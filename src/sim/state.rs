//! Movable bodies: the ball and the player paddle
//!
//! Both bodies move through a two-phase transaction each frame: a pure
//! propose step computes a tentative next position, collision resolution
//! may rewrite it, and a final commit makes it current. Nothing outside
//! this pipeline writes positions directly.

use glam::Vec2;
use serde::{Deserialize, Serialize};

use super::rect::Rect;
use crate::game_angle_to_rad;

/// The ball - a circular, velocity-driven body
#[derive(Debug, Clone, Serialize, Deserialize)]
pub struct Ball {
    pub pos: Vec2,
    /// Proposed position for the next frame; valid between
    /// [`Ball::compute_next_position`] and [`Ball::apply_next_position`]
    pub next_pos: Vec2,
    /// Travel direction, always unit length
    dir: Vec2,
    /// Per-axis speed magnitude, pixels per frame
    pub speed: Vec2,
    pub radius: f32,
    pub active: bool,
}

impl Ball {
    pub fn new(pos: Vec2, radius: f32, speed: f32, launch_angle_deg: f32) -> Self {
        let mut ball = Self {
            pos,
            next_pos: pos,
            dir: Vec2::new(0.0, -1.0),
            speed: Vec2::splat(speed),
            radius,
            active: true,
        };
        ball.set_direction_from_angle(launch_angle_deg);
        ball
    }

    /// Current travel direction (unit length)
    #[inline]
    pub fn dir(&self) -> Vec2 {
        self.dir
    }

    /// Velocity over one full frame: direction scaled per-axis by speed
    #[inline]
    pub fn velocity(&self) -> Vec2 {
        self.dir * self.speed
    }

    /// Point the ball along a gameplay angle (degrees, 0 = straight up,
    /// clockwise positive). The result is unit length by construction.
    pub fn set_direction_from_angle(&mut self, angle_deg: f32) {
        let rad = game_angle_to_rad(angle_deg);
        self.dir = Vec2::new(rad.cos(), rad.sin());
    }

    /// Propose the next-frame position. Pure with respect to `pos`; may be
    /// called repeatedly before a single commit.
    pub fn compute_next_position(&mut self) {
        self.next_pos = self.pos + self.velocity();
    }

    /// Commit the proposed position
    pub fn apply_next_position(&mut self) {
        self.pos = self.next_pos;
    }

    /// Reflect travel on the X axis
    pub fn invert_x_direction(&mut self) {
        self.dir.x = -self.dir.x;
    }

    /// Reflect travel on the Y axis
    pub fn invert_y_direction(&mut self) {
        self.dir.y = -self.dir.y;
    }
}

/// The player paddle - a rectangular body sliding on a fixed Y line
#[derive(Debug, Clone, Serialize, Deserialize)]
pub struct Paddle {
    pub pos: Vec2,
    pub next_pos: Vec2,
    pub size: Vec2,
    pub slide_speed: f32,
    /// Always true; present so the paddle can be treated like any other
    /// collidable
    pub active: bool,
}

impl Paddle {
    pub fn new(pos: Vec2, size: Vec2, slide_speed: f32) -> Self {
        Self {
            pos,
            next_pos: pos,
            size,
            slide_speed,
            active: true,
        }
    }

    /// Paddle rect at the committed position
    #[inline]
    pub fn rect(&self) -> Rect {
        Rect::new(self.pos, self.size)
    }

    /// Paddle rect at the proposed position
    #[inline]
    pub fn next_rect(&self) -> Rect {
        Rect::new(self.next_pos, self.size)
    }

    /// Propose the next-frame position from held input, clamped so the
    /// full rect stays within [0, field_width] on X. No Y movement.
    pub fn compute_next_position(&mut self, left_held: bool, right_held: bool, field_width: f32) {
        let mut x = self.pos.x;
        if left_held {
            x -= self.slide_speed;
        } else if right_held {
            x += self.slide_speed;
        }
        x = x.clamp(0.0, field_width - self.size.x);
        self.next_pos = Vec2::new(x, self.pos.y);
    }

    /// Commit the proposed position
    pub fn apply_next_position(&mut self) {
        self.pos = self.next_pos;
    }
}
//! Frame orchestration
//!
//! One `World::update` call per rendered frame: both bodies propose their
//! next positions, the collision pass resolves them, then both commit.
//! Single-threaded and deterministic for deterministic inputs.

use glam::Vec2;
use serde::{Deserialize, Serialize};

use super::blocks::{BlockField, BlockKind};
use super::collision::{resolve_frame, CollisionInfo};
use super::rect::Rect;
use super::state::{Ball, Paddle};
use crate::config::{ConfigError, GameConfig};
use crate::consts::COLLISION_EPSILON;

/// Input sampled once per frame by the external keyboard source
#[derive(Debug, Clone, Copy, Default)]
pub struct FrameInput {
    pub left_held: bool,
    pub right_held: bool,
}

/// The physics world: exclusive owner of the ball, the paddle, and the
/// block field. External collaborators call [`World::update`] once per
/// frame and read committed positions back for drawing.
#[derive(Debug, Clone, Serialize, Deserialize)]
pub struct World {
    config: GameConfig,
    pub ball: Ball,
    pub paddle: Paddle,
    pub blocks: BlockField,
    frame: u64,
}

impl World {
    /// Build and populate a world from a validated configuration
    pub fn new(config: GameConfig) -> Result<Self, ConfigError> {
        config.validate()?;

        let paddle_pos = Vec2::new(
            (config.field_width - config.paddle_width) / 2.0,
            config.field_height - 2.0 * config.paddle_height,
        );
        let paddle = Paddle::new(
            paddle_pos,
            Vec2::new(config.paddle_width, config.paddle_height),
            config.paddle_slide_speed,
        );

        let ball_pos = Vec2::new(
            config.field_width / 2.0,
            paddle_pos.y - 2.0 * config.ball_radius,
        );
        let ball = Ball::new(
            ball_pos,
            config.ball_radius,
            config.ball_speed,
            config.ball_launch_angle,
        );

        let mut blocks = BlockField::new();
        blocks.add_grid(&config.grid);
        place_boundary_walls(&mut blocks, &config);

        log::info!(
            "world ready: {}x{} field, {} blocks",
            config.field_width,
            config.field_height,
            blocks.blocks().len()
        );

        Ok(Self {
            config,
            ball,
            paddle,
            blocks,
            frame: 0,
        })
    }

    /// Advance the world by one frame. Returns the contacts registered
    /// during resolution, in resolution order; the slice is only valid to
    /// inspect within this frame.
    pub fn update(&mut self, input: FrameInput) -> Vec<CollisionInfo> {
        self.frame += 1;

        // Propose
        self.paddle.compute_next_position(
            input.left_held,
            input.right_held,
            self.config.field_width,
        );
        if self.ball.active {
            self.ball.compute_next_position();
        }

        // Resolve
        let contacts = resolve_frame(
            &mut self.ball,
            &self.paddle,
            &mut self.blocks,
            self.config.max_bounce_angle,
            COLLISION_EPSILON,
        );
        for contact in &contacts {
            log::debug!("frame {}: contact {contact:?}", self.frame);
        }

        // Commit
        self.paddle.apply_next_position();
        if self.ball.active {
            self.ball.apply_next_position();

            // Ball loss: fully below the open bottom edge
            if self.ball.pos.y - self.ball.radius > self.config.field_height {
                log::info!("frame {}: ball lost below the field", self.frame);
                self.ball.active = false;
            }
        }

        contacts
    }

    /// Frames stepped since construction
    pub fn frame(&self) -> u64 {
        self.frame
    }

    pub fn config(&self) -> &GameConfig {
        &self.config
    }

    /// True while any destructible block remains
    pub fn blocks_remaining(&self) -> bool {
        self.blocks.remaining_destructible() > 0
    }
}

/// Boundary walls: left, right, and top edges as indestructible blocks.
/// The bottom stays open - that is where the ball is lost.
fn place_boundary_walls(blocks: &mut BlockField, config: &GameConfig) {
    let t = config.wall_thickness;
    let (w, h) = (config.field_width, config.field_height);

    blocks.place(
        Rect::new(Vec2::new(-t, 0.0), Vec2::new(t, h)),
        BlockKind::Wall,
    );
    blocks.place(
        Rect::new(Vec2::new(w, 0.0), Vec2::new(t, h)),
        BlockKind::Wall,
    );
    blocks.place(
        Rect::new(Vec2::new(-t, -t), Vec2::new(w + 2.0 * t, t)),
        BlockKind::Wall,
    );
}

#[cfg(test)]
mod tests {
    use super::*;
    use crate::sim::collision::CollisionTarget;

    fn small_world() -> World {
        let mut cfg = GameConfig::default();
        cfg.grid.rows = 1;
        cfg.grid.cols = 2;
        World::new(cfg).expect("default-derived config is valid")
    }

    #[test]
    fn test_world_construction() {
        let world = small_world();
        // 2 grid blocks + 3 boundary walls
        assert_eq!(world.blocks.blocks().len(), 5);
        assert!(world.blocks_remaining());
        assert!(world.ball.active);
    }

    #[test]
    fn test_invalid_config_is_fatal() {
        let mut cfg = GameConfig::default();
        cfg.ball_speed = -1.0;
        assert!(World::new(cfg).is_err());
    }

    #[test]
    fn test_update_commits_both_bodies() {
        let mut world = small_world();
        let ball_before = world.ball.pos;
        let paddle_before = world.paddle.pos;

        world.update(FrameInput {
            left_held: true,
            right_held: false,
        });

        assert_ne!(world.ball.pos, ball_before);
        assert!(world.paddle.pos.x < paddle_before.x);
        assert_eq!(world.frame(), 1);
    }

    #[test]
    fn test_paddle_never_leaves_field() {
        let mut world = small_world();
        let input = FrameInput {
            left_held: false,
            right_held: true,
        };
        for _ in 0..500 {
            world.update(input);
            let rect = world.paddle.rect();
            assert!(rect.min().x >= 0.0);
            assert!(rect.max().x <= world.config.field_width);
        }
    }

    #[test]
    fn test_ball_reflects_off_side_wall() {
        let mut world = small_world();
        // Steep launch so the ball crosses toward the right wall
        let mut crossed = false;
        for _ in 0..2000 {
            let contacts = world.update(FrameInput::default());
            if contacts.iter().any(|c| {
                matches!(c.target, CollisionTarget::Block(_)) && c.normal.x != 0.0
            }) {
                crossed = true;
                break;
            }
            if !world.ball.active {
                break;
            }
        }
        assert!(crossed, "ball never reached a side wall");
        // Still inside the field horizontally
        assert!(world.ball.pos.x > 0.0);
        assert!(world.ball.pos.x < world.config.field_width);
    }

    #[test]
    fn test_ball_lost_below_field() {
        let mut world = small_world();
        // Send the ball straight down with no paddle in the way
        world.paddle.pos.x = 0.0;
        world.paddle.next_pos.x = 0.0;
        world.ball.set_direction_from_angle(180.0);
        world.ball.pos.x = world.config.field_width - 60.0;

        for _ in 0..200 {
            world.update(FrameInput::default());
            if !world.ball.active {
                break;
            }
        }
        assert!(!world.ball.active);

        // An inactive ball stays put
        let pos = world.ball.pos;
        world.update(FrameInput::default());
        assert_eq!(world.ball.pos, pos);
    }

    #[test]
    fn test_full_session_is_deterministic() {
        let script = |world: &mut World| {
            let mut trace = Vec::new();
            for i in 0..600 {
                let input = FrameInput {
                    left_held: i % 7 < 3,
                    right_held: i % 7 >= 3,
                };
                world.update(input);
                trace.push((world.ball.pos, world.paddle.pos));
            }
            trace
        };

        let mut a = small_world();
        let mut b = small_world();
        assert_eq!(script(&mut a), script(&mut b));
    }
}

____________

■ To do
The required output is a copy of each line in the records where the string "ConfigError" occurs.

■ Answer below
use crate::config::{ConfigError, GameConfig};
    pub fn new(config: GameConfig) -> Result<Self, ConfigError> {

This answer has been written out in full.